Sevgili okurlarım merhaba, Ankara’dan tanıdığım daha doğrusu tanıdığımı sandığım bir arkadaş aradı. Birkaç günlüğüne Antalya’ya geliyormuş bana uğrayıp yeni kitabımı imzalı almadan gitmeyeceğini söyledi. İnsanlar arası dostluklara arkadaşlıklara çok önem veren birisi olarak arkadaşın isteğine karşı kayıtsız kalmadım: “Verdiğin tarihte evdeyim buyurun gelin dostlara kapım daima açık.” Dedim. 

Arkadaş yanında bir bayan sekiz yaşlarında bir çocuk, akraba dediği iki erkek arkadaşla birlikte öğle saatine yakın ziyaretime geldiler. Dairem tek kişi için dizayn edilmişti. Balkonumdaki masayı sandalyeleri içeri aldım. Misafirlere kahvaltı hazırladım. Hollanda’dan getirmiş olduğum peynir çeşitleri, Antalya’nın taze meyvelerinden ev yapımı reçel çeşitleri ve tavada baharatlı yumurta yaparak servis ettim!..

Kahvaltı eşliğinde hoş bir sohbetten sonra, Müslümanız (!) Elhamdülillah ve Yüreğimle Kader Yolculuğu atlı kitaplarımı misafirlerimin adına imzalayıp verdim. Mahcup olan arkadaşımsa beni Ankara’ya davet etti. Hatta benim adıma bir imza günü düzenleme sözü verdi ve ayrıldılar!.. 

Evi topladıktan sonra temizliğe koyuldum. Banyoyu temizlerken paslanmaz çelik havlu askısı sallanıyordu ve zorlanarak sökülmüştü. Evime çok misafir gelmez şaşırdım misafirim olan bayan banyoyu kullanmıştı. Bu nasıl bir kıskançlıktı ki, misafir olduğu eve zarar veriyordu. Üzüldüm arkadaşı arayıp anlatmak istedim, ama aralarındaki ilişki durumunu bilmediğimden dolayı verilen üç kuruşluk zarar için beş kuruşluk dostu kırmak istemedim!.. 

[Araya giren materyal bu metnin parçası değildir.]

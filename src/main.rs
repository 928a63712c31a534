//! Bookshelf Server - book catalog, bookings and ratings
//!
//! REST API server entry point.

use axum::{
    routing::{get, post, put},
    Router,
};
use sqlx::postgres::PgPoolOptions;
use std::net::SocketAddr;
use std::sync::Arc;
use tower::ServiceBuilder;
use tower_http::{
    compression::CompressionLayer,
    cors::{Any, CorsLayer},
    trace::TraceLayer,
};
use tracing_subscriber::{layer::SubscriberExt, util::SubscriberInitExt};

use bookshelf_server::{
    api,
    config::AppConfig,
    repository::Repository,
    services::{redis::RedisService, Services},
    AppState,
};

#[tokio::main]
async fn main() -> anyhow::Result<()> {
    // Load environment variables from .env file
    dotenvy::dotenv().ok();

    let config = AppConfig::load()?;

    init_tracing(&config);

    tracing::info!("Starting Bookshelf Server v{}", env!("CARGO_PKG_VERSION"));

    // Create database connection pool
    let pool = PgPoolOptions::new()
        .max_connections(config.database.max_connections)
        .min_connections(config.database.min_connections)
        .connect(&config.database.url)
        .await?;

    tracing::info!("Connected to database");

    sqlx::migrate!("./migrations").run(&pool).await?;

    tracing::info!("Database migrations completed");

    let sessions = RedisService::new(&config.redis.url).await?;

    tracing::info!("Connected to Redis");

    let addr = SocketAddr::new(config.server.host.parse()?, config.server.port);

    let repository = Repository::new(pool);
    let services = Services::new(repository, &config, Arc::new(sessions));

    let state = AppState {
        config: Arc::new(config),
        services: Arc::new(services),
    };

    let app = create_router(state);

    tracing::info!("Server listening on http://{}", addr);

    let listener = tokio::net::TcpListener::bind(addr).await?;
    axum::serve(listener, app).await?;

    Ok(())
}

fn init_tracing(config: &AppConfig) {
    let filter = tracing_subscriber::EnvFilter::try_from_default_env().unwrap_or_else(|_| {
        format!("bookshelf_server={},tower_http=debug", config.logging.level).into()
    });

    let registry = tracing_subscriber::registry().with(filter);

    if config.logging.format == "json" {
        registry.with(tracing_subscriber::fmt::layer().json()).init();
    } else {
        registry.with(tracing_subscriber::fmt::layer()).init();
    }
}

/// Create the application router with all routes
fn create_router(state: AppState) -> Router {
    let cors = CorsLayer::new()
        .allow_origin(Any)
        .allow_methods(Any)
        .allow_headers(Any);

    let api_routes = Router::new()
        // Health check
        .route("/health", get(api::health::health_check))
        .route("/ready", get(api::health::readiness_check))
        // Sessions
        .route("/register", post(api::auth::register))
        .route("/login", post(api::auth::login))
        .route("/logout", post(api::auth::logout))
        // Users
        .route("/users", get(api::users::list_users))
        .route("/users/me", get(api::users::get_me))
        .route("/users/me/bookings", get(api::bookings::my_bookings))
        .route("/users/me/ratings", get(api::ratings::my_ratings))
        .route("/users/me/recommendations", get(api::ratings::my_recommendations))
        .route(
            "/users/:id",
            get(api::users::get_user).patch(api::users::update_user),
        )
        .route("/users/:id/bookings", get(api::bookings::user_bookings))
        // Books
        .route(
            "/books",
            get(api::books::list_books).post(api::books::create_book),
        )
        .route("/books/search", post(api::books::search_books))
        .route("/books/report", get(api::bookings::sales_report))
        .route("/books/category/names", get(api::categories::category_names))
        .route(
            "/books/category/:category_name",
            get(api::categories::books_in_category),
        )
        // Bookings: GET takes a status, PATCH a booking id
        .route("/books/bookings", get(api::bookings::list_bookings))
        .route(
            "/books/bookings/:id",
            get(api::bookings::list_bookings_by_status).patch(api::bookings::update_booking),
        )
        .route(
            "/books/:id",
            get(api::books::get_book).patch(api::books::update_book),
        )
        .route(
            "/books/:id/category",
            post(api::categories::add_category).delete(api::categories::remove_category),
        )
        .route(
            "/books/:id/bookings",
            post(api::bookings::create_booking).get(api::bookings::book_bookings),
        )
        .route("/books/:id/bookings/me", get(api::bookings::my_book_bookings))
        .route(
            "/books/:id/ratings",
            put(api::ratings::rate_book).get(api::ratings::book_ratings),
        )
        .route("/books/:id/ratings/me", get(api::ratings::my_book_rating))
        .with_state(state);

    let openapi = api::openapi::create_openapi_router();

    Router::new()
        .nest("/api", api_routes)
        .merge(openapi)
        .fallback(api::route_not_found)
        .layer(
            ServiceBuilder::new()
                .layer(TraceLayer::new_for_http())
                .layer(CompressionLayer::new())
                .layer(cors),
        )
}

Aradan birkaç hafta geçti kooperatifle alakalı Didim’de mahkemem var ve birkaç gün kalacağım. Makyaj çantama diş fırçası diş macunu parfüm gibi lazım olan şeyler yerleştiriyorum. Banyonun dolabında kız kardeşimin Fransa’dan armağan olarak getirdiği üç ayrı parfüm yerinde yoktu. İnanın hazinem kaybolmuş kadar üzüldüm. Bir o kadarda öfkelendim!..

Ankara’ya arkadaşa önce fotoğrafını çektiğim çelik havlu askısını telefonla watsap’dan yolladım ve arayıp: “Söze nasıl başlayacağımı bilmiyorum. Yanınızda getirdiğin bayan banyoya girdiğinde kıskançlığından çelik havlu askısını sökmüş, kıskandıktan yaptığını düşünüp pek fazla üzerinde durmadım. Ben birkaç günlüğüne şehir dışına çıkıyorum. Makyaj çantamı hazırlarken kız kardeşimin Fransa’dan armağan getirdiği üç tane parfüm dolaptan alınmıştı. Hatırlarsanız bayan banyodan çıkıp arabadan çanta almaya gitmişti ve tekrar banyoya girmişti. İnan bana sizden başka evime gelen olmadı, zaten fazla misafirimde gelmez.” Dedim. 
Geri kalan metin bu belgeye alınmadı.